▸ **Try it**
Type out all the records once more, exactly.

*** Data to examine Section Begins ***

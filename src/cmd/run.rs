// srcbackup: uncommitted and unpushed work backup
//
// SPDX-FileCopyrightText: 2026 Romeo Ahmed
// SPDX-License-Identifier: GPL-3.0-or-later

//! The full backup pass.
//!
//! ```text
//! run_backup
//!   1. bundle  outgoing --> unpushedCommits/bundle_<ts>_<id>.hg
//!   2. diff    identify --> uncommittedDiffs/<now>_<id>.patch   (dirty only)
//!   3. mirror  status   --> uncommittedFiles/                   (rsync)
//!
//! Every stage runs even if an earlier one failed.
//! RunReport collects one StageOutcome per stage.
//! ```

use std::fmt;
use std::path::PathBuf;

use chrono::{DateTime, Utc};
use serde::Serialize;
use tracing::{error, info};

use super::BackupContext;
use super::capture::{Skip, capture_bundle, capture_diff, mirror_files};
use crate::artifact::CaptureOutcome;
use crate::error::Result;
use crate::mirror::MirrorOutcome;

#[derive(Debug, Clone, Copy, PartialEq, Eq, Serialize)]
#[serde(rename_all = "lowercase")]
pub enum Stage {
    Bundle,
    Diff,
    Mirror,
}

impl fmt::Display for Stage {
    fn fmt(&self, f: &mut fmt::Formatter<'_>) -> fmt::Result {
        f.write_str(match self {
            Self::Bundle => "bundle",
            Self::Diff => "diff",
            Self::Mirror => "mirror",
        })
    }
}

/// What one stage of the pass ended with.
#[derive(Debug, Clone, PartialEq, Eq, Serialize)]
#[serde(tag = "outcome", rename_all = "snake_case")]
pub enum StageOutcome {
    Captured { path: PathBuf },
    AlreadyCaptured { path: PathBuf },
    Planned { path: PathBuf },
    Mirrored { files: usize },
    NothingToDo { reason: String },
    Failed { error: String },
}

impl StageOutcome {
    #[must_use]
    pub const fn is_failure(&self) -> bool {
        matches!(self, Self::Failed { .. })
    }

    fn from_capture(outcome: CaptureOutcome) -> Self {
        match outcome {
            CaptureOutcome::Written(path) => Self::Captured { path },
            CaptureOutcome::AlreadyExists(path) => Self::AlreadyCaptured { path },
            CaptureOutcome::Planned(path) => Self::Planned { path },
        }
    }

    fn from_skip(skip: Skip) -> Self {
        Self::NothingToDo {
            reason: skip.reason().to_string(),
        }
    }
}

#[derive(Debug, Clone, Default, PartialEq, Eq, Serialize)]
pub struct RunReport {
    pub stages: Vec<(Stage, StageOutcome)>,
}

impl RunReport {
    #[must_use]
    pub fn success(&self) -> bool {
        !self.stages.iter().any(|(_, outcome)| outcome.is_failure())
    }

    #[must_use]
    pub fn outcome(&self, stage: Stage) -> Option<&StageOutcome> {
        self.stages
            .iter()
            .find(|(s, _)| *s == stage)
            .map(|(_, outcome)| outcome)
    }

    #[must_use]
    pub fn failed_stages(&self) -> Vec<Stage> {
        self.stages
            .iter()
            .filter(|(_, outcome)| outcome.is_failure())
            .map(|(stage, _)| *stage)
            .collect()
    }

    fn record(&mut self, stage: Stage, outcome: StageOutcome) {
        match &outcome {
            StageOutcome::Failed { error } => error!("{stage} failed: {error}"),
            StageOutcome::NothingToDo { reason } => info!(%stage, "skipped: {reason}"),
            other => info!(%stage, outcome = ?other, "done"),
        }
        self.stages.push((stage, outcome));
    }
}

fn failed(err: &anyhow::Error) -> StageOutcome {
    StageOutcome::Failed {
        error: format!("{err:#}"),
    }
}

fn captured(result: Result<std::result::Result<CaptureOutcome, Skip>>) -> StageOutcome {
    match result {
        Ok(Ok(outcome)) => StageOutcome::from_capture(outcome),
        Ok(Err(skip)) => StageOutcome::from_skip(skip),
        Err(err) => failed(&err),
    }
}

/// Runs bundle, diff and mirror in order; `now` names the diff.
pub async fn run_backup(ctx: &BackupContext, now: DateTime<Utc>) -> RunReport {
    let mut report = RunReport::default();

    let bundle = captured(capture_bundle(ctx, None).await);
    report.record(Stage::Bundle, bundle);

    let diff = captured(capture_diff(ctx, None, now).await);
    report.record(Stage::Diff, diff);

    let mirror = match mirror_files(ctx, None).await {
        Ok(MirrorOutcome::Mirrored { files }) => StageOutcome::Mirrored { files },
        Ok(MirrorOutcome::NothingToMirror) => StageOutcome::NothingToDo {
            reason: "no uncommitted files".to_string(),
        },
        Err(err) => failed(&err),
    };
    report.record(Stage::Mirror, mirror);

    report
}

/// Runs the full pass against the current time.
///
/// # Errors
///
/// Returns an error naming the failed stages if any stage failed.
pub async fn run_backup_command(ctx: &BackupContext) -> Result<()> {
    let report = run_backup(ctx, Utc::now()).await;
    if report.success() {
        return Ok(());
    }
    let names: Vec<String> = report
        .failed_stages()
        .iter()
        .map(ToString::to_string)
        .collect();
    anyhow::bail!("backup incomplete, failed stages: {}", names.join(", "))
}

*** Data to examine Section Ends ***

▸ **Completed task**
filename src/cmd/run.rs
// srcbackup: uncommitted and unpushed work backup
//
// SPDX-FileCopyrightText: 2026 Romeo Ahmed
// SPDX-License-Identifier: GPL-3.0-or-later

//! The full backup pass.
//!
//! ```text
//! run_backup
//!   1. bundle  outgoing --> unpushedCommits/bundle_<ts>_<id>.hg
//!   2. diff    identify --> uncommittedDiffs/<now>_<id>.patch   (dirty only)
//!   3. mirror  status   --> uncommittedFiles/                   (rsync)
//!
//! Every stage runs even if an earlier one failed.
//! RunReport collects one StageOutcome per stage.
//! ```

use std::fmt;
use std::path::PathBuf;

use chrono::{DateTime, Utc};
use serde::Serialize;
use tracing::{error, info};

use super::BackupContext;
use super::capture::{Skip, capture_bundle, capture_diff, mirror_files};
use crate::artifact::CaptureOutcome;
use crate::error::Result;
use crate::mirror::MirrorOutcome;

#[derive(Debug, Clone, Copy, PartialEq, Eq, Serialize)]
#[serde(rename_all = "lowercase")]
pub enum Stage {
    Bundle,
    Diff,
    Mirror,
}

impl fmt::Display for Stage {
    fn fmt(&self, f: &mut fmt::Formatter<'_>) -> fmt::Result {
        f.write_str(match self {
            Self::Bundle => "bundle",
            Self::Diff => "diff",
            Self::Mirror => "mirror",
        })
    }
}

/// What one stage of the pass ended with.
#[derive(Debug, Clone, PartialEq, Eq, Serialize)]
#[serde(tag = "outcome", rename_all = "snake_case")]
pub enum StageOutcome {
    Captured { path: PathBuf },
    AlreadyCaptured { path: PathBuf },
    Planned { path: PathBuf },
    Mirrored { files: usize },
    NothingToDo { reason: String },
    Failed { error: String },
}

impl StageOutcome {
    #[must_use]
    pub const fn is_failure(&self) -> bool {
        matches!(self, Self::Failed { .. })
    }

    fn from_capture(outcome: CaptureOutcome) -> Self {
        match outcome {
            CaptureOutcome::Written(path) => Self::Captured { path },
            CaptureOutcome::AlreadyExists(path) => Self::AlreadyCaptured { path },
            CaptureOutcome::Planned(path) => Self::Planned { path },
        }
    }

    fn from_skip(skip: Skip) -> Self {
        Self::NothingToDo {
            reason: skip.reason().to_string(),
        }
    }
}

#[derive(Debug, Clone, Default, PartialEq, Eq, Serialize)]
pub struct RunReport {
    pub stages: Vec<(Stage, StageOutcome)>,
}

impl RunReport {
    #[must_use]
    pub fn success(&self) -> bool {
        !self.stages.iter().any(|(_, outcome)| outcome.is_failure())
    }

    #[must_use]
    pub fn outcome(&self, stage: Stage) -> Option<&StageOutcome> {
        self.stages
            .iter()
            .find(|(s, _)| *s == stage)
            .map(|(_, outcome)| outcome)
    }

    #[must_use]
    pub fn failed_stages(&self) -> Vec<Stage> {
        self.stages
            .iter()
            .filter(|(_, outcome)| outcome.is_failure())
            .map(|(stage, _)| *stage)
            .collect()
    }

    fn record(&mut self, stage: Stage, outcome: StageOutcome) {
        match &outcome {
            StageOutcome::Failed { error } => error!("{stage} failed: {error}"),
            StageOutcome::NothingToDo { reason } => info!(%stage, "skipped: {reason}"),
            other => info!(%stage, outcome = ?other, "done"),
        }
        self.stages.push((stage, outcome));
    }
}

fn failed(err: &anyhow::Error) -> StageOutcome {
    StageOutcome::Failed {
        error: format!("{err:#}"),
    }
}

fn captured(result: Result<std::result::Result<CaptureOutcome, Skip>>) -> StageOutcome {
    match result {
        Ok(Ok(outcome)) => StageOutcome::from_capture(outcome),
        Ok(Err(skip)) => StageOutcome::from_skip(skip),
        Err(err) => failed(&err),
    }
}

/// Runs bundle, diff and mirror in order; `now` names the diff.
pub async fn run_backup(ctx: &BackupContext, now: DateTime<Utc>) -> RunReport {
    let mut report = RunReport::default();

    let bundle = captured(capture_bundle(ctx, None).await);
    report.record(Stage::Bundle, bundle);

    let diff = captured(capture_diff(ctx, None, now).await);
    report.record(Stage::Diff, diff);

    let mirror = match mirror_files(ctx, None).await {
        Ok(MirrorOutcome::Mirrored { files }) => StageOutcome::Mirrored { files },
        Ok(MirrorOutcome::NothingToMirror) => StageOutcome::NothingToDo {
            reason: "no uncommitted files".to_string(),
        },
        Err(err) => failed(&err),
    };
    report.record(Stage::Mirror, mirror);

    report
}

/// Runs the full pass against the current time.
///
/// # Errors
///
/// Returns an error naming the failed stages if any stage failed.
pub async fn run_backup_command(ctx: &BackupContext) -> Result<()> {
    let report = run_backup(ctx, Utc::now()).await;
    if report.success() {
        return Ok(());
    }
    let names: Vec<String> = report
        .failed_stages()
        .iter()
        .map(ToString::to_string)
        .collect();
    anyhow::bail!("backup incomplete, failed stages: {}", names.join(", "))
}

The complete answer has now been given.